From the Archives: Why Missionaries Should Be Theologians and Greek Scholars

Originally written July 8, 2015

As a Junior in Bible College I took my first class in Koine Greek [1] and was first introduced to The Basics of Biblical Greek Grammar by William Mounce. Over the next twelve months that textbook along with it’s exercises, vocabulary cards, and lexicon [2] helped me survive Greek I and Greek II.

To be perfectly honest after graduating from College and finishing my last Greek exam in Greek IV most of those books weren’t used at all…instead they just looked impressive sitting on my shelf.

But tomorrow that changes because according to Amazon at 1:00 in the afternoon a brand new copy of Basics of Biblical Greek and it’s accompanying workbook will be delivered to my front door. These along with a Greek vocabulary app on my phone [3] will be used to start learning Greek all over again [4].

At this point some of you may be asking the same question I asked myself while ordering the Greek books last night. “why am I doing this?”

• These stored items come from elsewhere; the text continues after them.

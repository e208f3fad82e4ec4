//! Voltage range calibration
//!
//! Each selected axis is driven into its forward end stop, then into its
//! reverse end stop. A sweep toward one end goes through these phases:
//!
//! ```text
//! Leaving ──(moving toward the end)──► Approaching ──(pushed back)──► PushedBack ──► Done
//!                                          │  ▲                            ▲
//!                               (stopped)  ▼  │ (moving again)             │
//!                                         Settling ───(pushed back)────────┘
//! ```
//!
//! `Leaving` waits out a switch that is still engaged from a previous
//! sweep. The voltage extremum seen after `Leaving` is the measured end.
//! The stored range is the measured span shrunk by `delta` at both ends.

use core::fmt::Debug;

use embassy_time::{Duration, Instant};

use eigsep_core::config::{AxisRanges, EstimatorConfig, VoltageRange};
use eigsep_core::sensor::{Direction, DirectionEstimator, VoltageConverter};
use eigsep_core::state::EventSink;
use eigsep_core::traits::{MotorBackend, RangeStore, SampleSource};
use eigsep_core::{Axis, AxisSet, PerAxis};

use crate::config::CalibrationConfig;
use crate::error::{ControllerError, ControllerResult};
use crate::shared::Shutdown;

/// Phase of one sweep
#[derive(Debug, Clone, Copy, PartialEq, Eq)]
pub enum SweepPhase {
    Leaving,
    Approaching,
    Settling,
    PushedBack,
    Done,
}

/// Sweep toward one end stop
#[derive(Debug, Clone)]
pub struct Sweep {
    toward: Direction,
    phase: SweepPhase,
    extremum: Option<f32>,
}

impl Sweep {
    /// `toward` must be `Forward` or `Reverse`
    pub fn new(toward: Direction) -> Self {
        Self {
            toward,
            phase: SweepPhase::Leaving,
            extremum: None,
        }
    }

    pub fn phase(&self) -> SweepPhase {
        self.phase
    }

    /// Furthest voltage seen toward the end stop
    pub fn extremum(&self) -> Option<f32> {
        self.extremum
    }

    /// Feed one warm estimator reading
    pub fn step(&mut self, sensed: Direction, volts: f32) -> SweepPhase {
        let toward = sensed == self.toward;
        let away = sensed == self.toward.reversed();

        self.phase = match self.phase {
            SweepPhase::Leaving if toward => SweepPhase::Approaching,
            SweepPhase::Leaving => SweepPhase::Leaving,
            SweepPhase::Approaching | SweepPhase::Settling if away => SweepPhase::PushedBack,
            SweepPhase::Approaching | SweepPhase::Settling if toward => SweepPhase::Approaching,
            SweepPhase::Approaching | SweepPhase::Settling => SweepPhase::Settling,
            SweepPhase::PushedBack if away => SweepPhase::PushedBack,
            SweepPhase::PushedBack | SweepPhase::Done => SweepPhase::Done,
        };

        if self.phase != SweepPhase::Leaving {
            let further = match self.extremum {
                None => true,
                Some(e) if self.toward == Direction::Forward => volts > e,
                Some(e) => volts < e,
            };
            if further {
                self.extremum = Some(volts);
            }
        }
        self.phase
    }
}

/// Calibration run over a motor backend and a sample source
pub struct Calibrator<'a, M, S> {
    motor: &'a mut M,
    source: &'a mut S,
    converter: VoltageConverter,
    estimator: DirectionEstimator,
    config: &'a CalibrationConfig,
    shutdown: &'a Shutdown,
}

impl<'a, M, S> Calibrator<'a, M, S>
where
    M: MotorBackend,
    M::Error: Debug,
    S: SampleSource,
{
    pub fn new(
        motor: &'a mut M,
        source: &'a mut S,
        converter: VoltageConverter,
        estimator: &EstimatorConfig,
        config: &'a CalibrationConfig,
        shutdown: &'a Shutdown,
    ) -> Self {
        Self {
            motor,
            source,
            converter,
            estimator: DirectionEstimator::from_config(estimator),
            config,
            shutdown,
        }
    }

    /// Signed sweep velocity toward `toward`
    fn sweep_velocity(&self, toward: Direction) -> i32 {
        let limits = self.motor.speed_limits();
        match (toward, self.config.velocity) {
            (Direction::Reverse, Some(v)) => -v,
            (Direction::Reverse, None) => limits.min,
            (_, Some(v)) => v,
            (_, None) => limits.max,
        }
    }

    /// Drive `axis` toward one end stop and return the extremum voltage
    pub async fn sweep(
        &mut self,
        axis: Axis,
        toward: Direction,
        sink: &mut dyn EventSink,
    ) -> ControllerResult<f32> {
        let velocity = self.sweep_velocity(toward);
        self.motor
            .stop(AxisSet::BOTH)
            .map_err(ControllerError::motor)?;
        self.motor
            .set_axis_velocity(axis, velocity, sink)
            .map_err(ControllerError::motor)?;
        self.estimator.reseed(axis);
        log::info!("{}: sweeping {:?} at {}", axis, toward, velocity);

        let deadline =
            Instant::now() + Duration::from_millis(self.config.sweep_timeout_ms as u64);
        let mut sweep = Sweep::new(toward);
        loop {
            if self.shutdown.is_requested() {
                return Err(ControllerError::Calibration {
                    axis,
                    reason: "interrupted",
                });
            }
            if Instant::now() >= deadline {
                return Err(ControllerError::Calibration {
                    axis,
                    reason: "end stop not reached before the sweep timeout",
                });
            }

            let raw = match self.source.next_sample().await {
                Ok(raw) => raw,
                Err(err) => {
                    log::debug!("Sample read failed: {}", err);
                    continue;
                }
            };
            let volts = self.converter.convert(raw)[axis];
            self.estimator.record(axis, volts);
            if !self.estimator.is_warm(axis) {
                continue;
            }
            let before = sweep.phase();
            let phase = sweep.step(self.estimator.direction(axis), volts);
            if phase != before {
                log::debug!("{}: {:?} at {:.3} V", axis, phase, volts);
            }
            if phase == SweepPhase::Done {
                break;
            }
        }

        self.motor
            .stop(AxisSet::only(axis))
            .map_err(ControllerError::motor)?;
        sweep.extremum().ok_or(ControllerError::Calibration {
            axis,
            reason: "no voltage recorded",
        })
    }

    /// Measure the range of one axis
    pub async fn calibrate_axis(
        &mut self,
        axis: Axis,
        sink: &mut dyn EventSink,
    ) -> ControllerResult<VoltageRange> {
        let max = self.sweep(axis, Direction::Forward, sink).await?;
        let min = self.sweep(axis, Direction::Reverse, sink).await?;
        let measured = VoltageRange::new(axis, min, max)?;
        let range = measured.shrink(axis, self.config.delta)?;
        log::info!(
            "{}: measured {:.3}..{:.3} V, using {:.3}..{:.3} V",
            axis,
            measured.min(),
            measured.max(),
            range.min(),
            range.max()
        );
        Ok(range)
    }

    /// Calibrate the selected axes on top of `base`
    pub async fn calibrate(
        &mut self,
        axes: AxisSet,
        base: AxisRanges,
        sink: &mut dyn EventSink,
    ) -> ControllerResult<AxisRanges> {
        if axes.is_empty() {
            return Err(ControllerError::NoAxisSelected);
        }
        let mut ranges = base;
        for axis in axes.iter() {
            ranges[axis] = self.calibrate_axis(axis, sink).await?;
        }
        Ok(ranges)
    }
}

/// Calibrate and persist
///
/// Axes that are not selected keep their stored range (or the default).
pub async fn calibrate_and_store<M, S, R>(
    calibrator: &mut Calibrator<'_, M, S>,
    axes: AxisSet,
    store: &mut R,
    sink: &mut dyn EventSink,
) -> ControllerResult<AxisRanges>
where
    M: MotorBackend,
    M::Error: Debug,
    S: SampleSource,
    R: RangeStore<Error = ControllerError>,
{
    let base = store.load()?.unwrap_or_else(|| PerAxis::splat(VoltageRange::default()));
    let ranges = calibrator.calibrate(axes, base, sink).await?;
    store.store(&ranges)?;
    Ok(ranges)
}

The answer actually has to do with a discussion over breakfast in Chittagong Bangladesh where I was teaching students.  Since the Colleges president, as well as myself and the other visiting professor were all Missionaries, most of our conversations had to do with reaching others with the Gospel of Christ.

That particular morning over french toast the visiting professor explained that a huge reason why Churches aren’t growing and people aren’t being reached is Missionaries are no longer scholars. His point being we (Missionaries) are great students of practical ministry methods, but not theology or Doctrine.  

Oh we have the right Doctrinal position and understand what we believe….but when dealing with contemporary challenges to Theology many Missionaries (myself included) struggle greatly.

The more I thought about his point that few Missionaries are true theologians (or Greek students) the more it convicted me.

You see the Lord has blessed me with an ability to connect with others through speaking or teaching, or share truths in a way that can be directly applied to their lives. This is an awesome thing because of course Scripture SHOULD be applied to life!

However when I can do a four-hour workshop on “adapting to a foreign culture” and explain in detail the latest books on Church growth but don’t have a clear understanding of how our culture creates a false view of God there is a problem.

It isn’t enough to be a student of practical ministry.

Each of us as Christians must become students of Theology and the deeper truths of Scripture.

For this is the only way that we can truly wrestle with the challenges of a non-christian worldview.

Does this mean I will come to Church with my Greek New Testament and have long discussions on which of the eighteen uses of the word “and” is in a certain verse? No. But in order to truly explain the deeper truths of Scripture I must become a student of them myself.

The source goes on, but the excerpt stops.